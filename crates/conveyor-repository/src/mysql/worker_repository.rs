//! MySQL worker repository implementation.

use crate::mysql::invalid_column;
use crate::pool::DatabasePool;
use crate::traits::WorkerRepository;
use async_trait::async_trait;
use chrono::{DateTime, Utc};
use conveyor_core::{ConveyorError, ConveyorResult, WorkerRecord, WorkerStatus};
use sqlx::FromRow;
use tracing::debug;

/// MySQL worker repository.
#[derive(Clone)]
pub struct MySqlWorkerRepository {
    pool: DatabasePool,
}

impl MySqlWorkerRepository {
    #[must_use]
    pub fn new(pool: DatabasePool) -> Self {
        Self { pool }
    }
}

#[derive(Debug, FromRow)]
struct WorkerRow {
    id: String,
    name: String,
    hostname: String,
    pid: u32,
    status: String,
    concurrency: u32,
    active_jobs: u32,
    processed_count: u64,
    failed_count: u64,
    last_heartbeat: DateTime<Utc>,
    started_at: DateTime<Utc>,
    stopped_at: Option<DateTime<Utc>>,
}

impl TryFrom<WorkerRow> for WorkerRecord {
    type Error = ConveyorError;

    fn try_from(row: WorkerRow) -> Result<Self, Self::Error> {
        let status = WorkerStatus::parse(&row.status)
            .ok_or_else(|| invalid_column("status", &row.status))?;

        Ok(WorkerRecord {
            id: row.id,
            name: row.name,
            hostname: row.hostname,
            pid: row.pid,
            status,
            concurrency: row.concurrency,
            active_jobs: row.active_jobs,
            processed_count: row.processed_count,
            failed_count: row.failed_count,
            last_heartbeat: row.last_heartbeat,
            started_at: row.started_at,
            stopped_at: row.stopped_at,
        })
    }
}

const WORKER_COLUMNS: &str = "id, name, hostname, pid, status, concurrency, active_jobs, \
     processed_count, failed_count, last_heartbeat, started_at, stopped_at";

#[async_trait]
impl WorkerRepository for MySqlWorkerRepository {
    async fn insert(&self, worker: &WorkerRecord) -> ConveyorResult<()> {
        sqlx::query(
            r#"
            INSERT INTO workers (id, name, hostname, pid, status, concurrency, active_jobs,
                                 processed_count, failed_count, last_heartbeat, started_at,
                                 stopped_at)
            VALUES (?, ?, ?, ?, ?, ?, ?, ?, ?, ?, ?, ?)
            "#,
        )
        .bind(&worker.id)
        .bind(&worker.name)
        .bind(&worker.hostname)
        .bind(worker.pid)
        .bind(worker.status.as_str())
        .bind(worker.concurrency)
        .bind(worker.active_jobs)
        .bind(worker.processed_count)
        .bind(worker.failed_count)
        .bind(worker.last_heartbeat)
        .bind(worker.started_at)
        .bind(worker.stopped_at)
        .execute(self.pool.inner())
        .await?;

        debug!(worker_id = %worker.id, hostname = %worker.hostname, "Registered worker");
        Ok(())
    }

    async fn find_by_id(&self, id: &str) -> ConveyorResult<Option<WorkerRecord>> {
        let row = sqlx::query_as::<_, WorkerRow>(&format!(
            "SELECT {WORKER_COLUMNS} FROM workers WHERE id = ?"
        ))
        .bind(id)
        .fetch_optional(self.pool.inner())
        .await?;

        row.map(WorkerRecord::try_from).transpose()
    }

    async fn list(&self) -> ConveyorResult<Vec<WorkerRecord>> {
        let rows = sqlx::query_as::<_, WorkerRow>(&format!(
            "SELECT {WORKER_COLUMNS} FROM workers ORDER BY started_at DESC"
        ))
        .fetch_all(self.pool.inner())
        .await?;

        rows.into_iter().map(WorkerRecord::try_from).collect()
    }

    async fn heartbeat(&self, id: &str, now: DateTime<Utc>) -> ConveyorResult<bool> {
        // last_heartbeat only ever moves forward.
        let result = sqlx::query(
            "UPDATE workers SET last_heartbeat = ? WHERE id = ? AND last_heartbeat <= ?",
        )
        .bind(now)
        .bind(id)
        .bind(now)
        .execute(self.pool.inner())
        .await?;

        Ok(result.rows_affected() == 1)
    }

    async fn set_active_jobs(&self, id: &str, active_jobs: u32) -> ConveyorResult<bool> {
        let result = sqlx::query("UPDATE workers SET active_jobs = ? WHERE id = ?")
            .bind(active_jobs)
            .bind(id)
            .execute(self.pool.inner())
            .await?;

        Ok(result.rows_affected() == 1)
    }

    async fn record_outcome(&self, id: &str, success: bool) -> ConveyorResult<bool> {
        let query = if success {
            "UPDATE workers SET processed_count = processed_count + 1 WHERE id = ?"
        } else {
            "UPDATE workers SET failed_count = failed_count + 1 WHERE id = ?"
        };

        let result = sqlx::query(query).bind(id).execute(self.pool.inner()).await?;
        Ok(result.rows_affected() == 1)
    }

    async fn mark_stopped(&self, id: &str, now: DateTime<Utc>) -> ConveyorResult<bool> {
        let result = sqlx::query(
            r#"
            UPDATE workers
            SET status = 'stopped', stopped_at = ?, active_jobs = 0
            WHERE id = ? AND status != 'stopped'
            "#,
        )
        .bind(now)
        .bind(id)
        .execute(self.pool.inner())
        .await?;

        Ok(result.rows_affected() == 1)
    }

    async fn find_stale(&self, cutoff: DateTime<Utc>) -> ConveyorResult<Vec<WorkerRecord>> {
        let rows = sqlx::query_as::<_, WorkerRow>(&format!(
            "SELECT {WORKER_COLUMNS} FROM workers \
             WHERE status = 'active' AND last_heartbeat < ?"
        ))
        .bind(cutoff)
        .fetch_all(self.pool.inner())
        .await?;

        rows.into_iter().map(WorkerRecord::try_from).collect()
    }

    async fn count_active(&self) -> ConveyorResult<u64> {
        let count: i64 =
            sqlx::query_scalar("SELECT COUNT(*) FROM workers WHERE status = 'active'")
                .fetch_one(self.pool.inner())
                .await?;

        Ok(count as u64)
    }
}
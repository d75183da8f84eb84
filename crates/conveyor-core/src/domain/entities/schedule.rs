//! Schedule entity.

use crate::domain::value_objects::JobPriority;
use chrono::{DateTime, Utc};
use serde::{Deserialize, Serialize};
use serde_json::Value;
use uuid::Uuid;

/// A recurring job template driven by a cron rule.
#[derive(Debug, Clone, Serialize, Deserialize)]
pub struct Schedule {
    pub id: String,
    pub name: String,

    /// Five-field cron expression (minute, hour, day-of-month, month,
    /// day-of-week).
    pub cron_expr: String,

    /// IANA timezone the expression is evaluated in.
    pub timezone: String,

    pub enabled: bool,

    /// Template for produced jobs.
    pub job_type: String,
    pub job_payload: Value,
    pub job_priority: JobPriority,

    /// Next firing instant; null iff disabled.
    pub next_run_at: Option<DateTime<Utc>>,
    pub last_run_at: Option<DateTime<Utc>>,
    pub run_count: u64,

    pub created_at: DateTime<Utc>,
    pub updated_at: DateTime<Utc>,
}

impl Schedule {
    /// Creates a new enabled schedule. `next_run_at` must be filled in by
    /// the caller from the cron rule before the row is stored.
    #[must_use]
    pub fn new(
        name: impl Into<String>,
        cron_expr: impl Into<String>,
        timezone: impl Into<String>,
        job_type: impl Into<String>,
        job_payload: Value,
        job_priority: JobPriority,
    ) -> Self {
        let now = Utc::now();
        Self {
            id: Uuid::new_v4().to_string(),
            name: name.into(),
            cron_expr: cron_expr.into(),
            timezone: timezone.into(),
            enabled: true,
            job_type: job_type.into(),
            job_payload,
            job_priority,
            next_run_at: None,
            last_run_at: None,
            run_count: 0,
            created_at: now,
            updated_at: now,
        }
    }

    /// Disables the schedule; a disabled schedule has no next firing.
    pub fn disable(&mut self) {
        self.enabled = false;
        self.next_run_at = None;
        self.updated_at = Utc::now();
    }

    /// Returns true when the schedule is due at `now`.
    #[must_use]
    pub fn is_due(&self, now: DateTime<Utc>) -> bool {
        self.enabled && self.next_run_at.is_some_and(|at| at <= now)
    }
}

● YOUR INSTRUCTIONS:
Copy every single line of the material above that holds "DatabasePool".

● TASK RESPONSE:
use crate::pool::DatabasePool;
    pool: DatabasePool,
    pub fn new(pool: DatabasePool) -> Self {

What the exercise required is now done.